7. kids who don't watch tv all the time learn to play and entertain themselves! shocking, i know :) my five children (ages ranging from 1-11) will all play together! they make up plays and songs and imaginary villages and forts and worlds where polly pockets are married to little people and barbies are married to power rangers. is is sometimes easier to turn on the tv? not when your kids ages are so varied. tv is just another thing to fight about... don't try convincing theMr of this.. he won't believe you :)

6. proper manners and behavior can be taught at a very young age and should be. especially when you have a family our size. any unruly child is a distraction and irritation to people in public. five unruly children are a nightmare of epic proportions. do i expect perfection? no. do i expect them to act like adults? nope. i do, however, expect politeness, respect, appropriate voice levels and consideration. even out of the little ones. no matter how cute your baby is, the people in front of you at church do not appreciate the talking all through the service!

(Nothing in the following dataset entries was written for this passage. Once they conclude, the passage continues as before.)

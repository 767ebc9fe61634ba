//! DOM-side host probing: editability tests, editable-ancestor walks, and
//! block discovery, all driven by the page's [`HostRules`].

use inkshift_core::{ElementFacts, HostRules, HostVariant, is_plain_field_tag, refine_target, rules_for};
use wasm_bindgen::JsCast;
use web_sys::{Document, Element, HtmlElement, Node};

use crate::dom;

/// Owned snapshot of the attributes [`ElementFacts`] borrows from.
#[derive(Debug, Default)]
pub struct OwnedFacts {
    tag: String,
    classes: String,
    role: Option<String>,
    content_editable: bool,
    has_block_id: bool,
}

impl OwnedFacts {
    pub fn of(el: &Element) -> Self {
        let content_editable = el
            .dyn_ref::<HtmlElement>()
            .map(|h| h.is_content_editable())
            .unwrap_or(false);
        Self {
            tag: el.tag_name().to_ascii_lowercase(),
            classes: el.get_attribute("class").unwrap_or_default(),
            role: el.get_attribute("role"),
            content_editable,
            has_block_id: el.has_attribute("data-block-id"),
        }
    }

    pub fn as_facts(&self) -> ElementFacts<'_> {
        ElementFacts {
            tag: &self.tag,
            classes: &self.classes,
            role: self.role.as_deref(),
            content_editable: self.content_editable,
            has_block_id: self.has_block_id,
        }
    }
}

/// Page-level host handle: classified once per load from the hostname.
pub struct BrowserHost {
    rules: &'static dyn HostRules,
}

impl BrowserHost {
    pub fn new(rules: &'static dyn HostRules) -> Self {
        Self { rules }
    }

    /// Classify from the current page's hostname.
    pub fn from_location() -> Self {
        let hostname = dom::window()
            .ok()
            .and_then(|w| w.location().hostname().ok())
            .unwrap_or_default();
        let rules = rules_for(&hostname);
        tracing::debug!(target: "inkshift::host", hostname, variant = ?rules.variant(), "page classified");
        Self::new(rules)
    }

    pub fn rules(&self) -> &'static dyn HostRules {
        self.rules
    }

    /// Target-level variant for a concrete element.
    pub fn refine(&self, el: &Element) -> HostVariant {
        let facts = OwnedFacts::of(el);
        refine_target(self.rules.variant(), &facts.as_facts())
    }

    /// Whether one element counts as editable on this page: a text form
    /// control, an editable-content element, or a host-specific editor marker.
    pub fn is_editable(&self, el: &Element) -> bool {
        let facts = OwnedFacts::of(el);
        let facts = facts.as_facts();
        is_plain_field_tag(facts.tag)
            || facts.content_editable
            || self.rules.is_editor_marker(&facts)
    }

    /// Walk up from `node` looking for an editable element.
    pub fn find_editable_ancestor(&self, node: &Node) -> Option<HtmlElement> {
        let mut current = as_element(node);
        while let Some(el) = current {
            if self.is_editable(&el) {
                return el.dyn_into::<HtmlElement>().ok();
            }
            current = el.parent_element();
        }
        None
    }

    /// Document-level probe for a well-known editor container, used when the
    /// ancestor walk finds nothing (selection anchored across an iframe
    /// boundary, or inside a virtualized overlay).
    ///
    /// A selector can match a structural wrapper around the editor rather
    /// than the editable surface itself, so candidates that fail the
    /// editability test are skipped and the probe keeps going down the list.
    pub fn probe_container(&self, document: &Document) -> Option<HtmlElement> {
        for selector in self.rules.container_selectors() {
            let Ok(Some(el)) = document.query_selector(selector) else {
                continue;
            };
            if !self.is_editable(&el) {
                continue;
            }
            if let Ok(el) = el.dyn_into::<HtmlElement>() {
                return Some(el);
            }
        }
        None
    }

    /// Find the enclosing paragraph-level block for a caret position.
    ///
    /// Host-specific block selectors win; otherwise walk up from the anchor
    /// until a block-level (or list-item) ancestor inside the editable root,
    /// stopping at the root itself.
    pub fn find_enclosing_block(&self, anchor: &Node) -> Option<Element> {
        let start = as_element(anchor)?;

        for selector in self.rules.block_selectors() {
            if let Ok(Some(el)) = start.closest(selector) {
                return Some(el);
            }
        }

        let root: Element = match self.find_editable_ancestor(anchor) {
            Some(el) => el.into(),
            None => {
                let document = dom::document().ok()?;
                self.probe_container(&document)?.into()
            }
        };

        let mut current = start;
        loop {
            if current == root {
                return Some(root);
            }
            if is_block_level(&current) {
                return Some(current);
            }
            match current.parent_element() {
                Some(parent) if parent == root => return Some(current),
                Some(parent) => current = parent,
                None => return Some(root),
            }
        }
    }
}

/// The element for a node: itself if it is one, else its parent element.
pub fn as_element(node: &Node) -> Option<Element> {
    if let Some(el) = node.dyn_ref::<Element>() {
        return Some(el.clone());
    }
    node.parent_element()
}

fn is_block_level(el: &Element) -> bool {
    let Ok(window) = dom::window() else {
        return false;
    };
    let Ok(Some(style)) = window.get_computed_style(el) else {
        return false;
    };
    matches!(
        style.get_property_value("display").as_deref(),
        Ok("block") | Ok("list-item")
    )
}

5. patience is a virtue and a child who doesn't interrupt is a blessing! this is a tough one to teach... especially with certain, ahem, personality types. now i have a child with ADD so i understand how challenging this one can be but it is possible. it's another one that needs to start young, as early as 18 months. the key is teaching an appropriate, non intrusive way for the child to let the parent know you need attention. and being consistent in enforcing it.

4. learning to see the humor in things. especially when the alternative is to cry. and remembering that this too shall pass!

3. having mom friends you can be totally real with. i'm talking real. as in "can you come and take this child before i shake them" real. sometimes we all need a little break...

2. date nights! (or if you are single, nights out!) the best mom is a happy, content mom. the happiest, most contented moms are those who have strong, fulfilling marriages. those types of marriages do not come from spending 24/7 with your children, having them all sleep in your bed and never shaving your legs! let's face it ladies, it's a jungle out there. keep your marriage alive by taking care of your spouse and taking care of yourself. you know i'm a fan of the sweats, that's no secret, haha. but when i'm out with theMr, i try to always look nice. one day those sweet children will be all gone and it will be in your best interest to still like your husband when that happens!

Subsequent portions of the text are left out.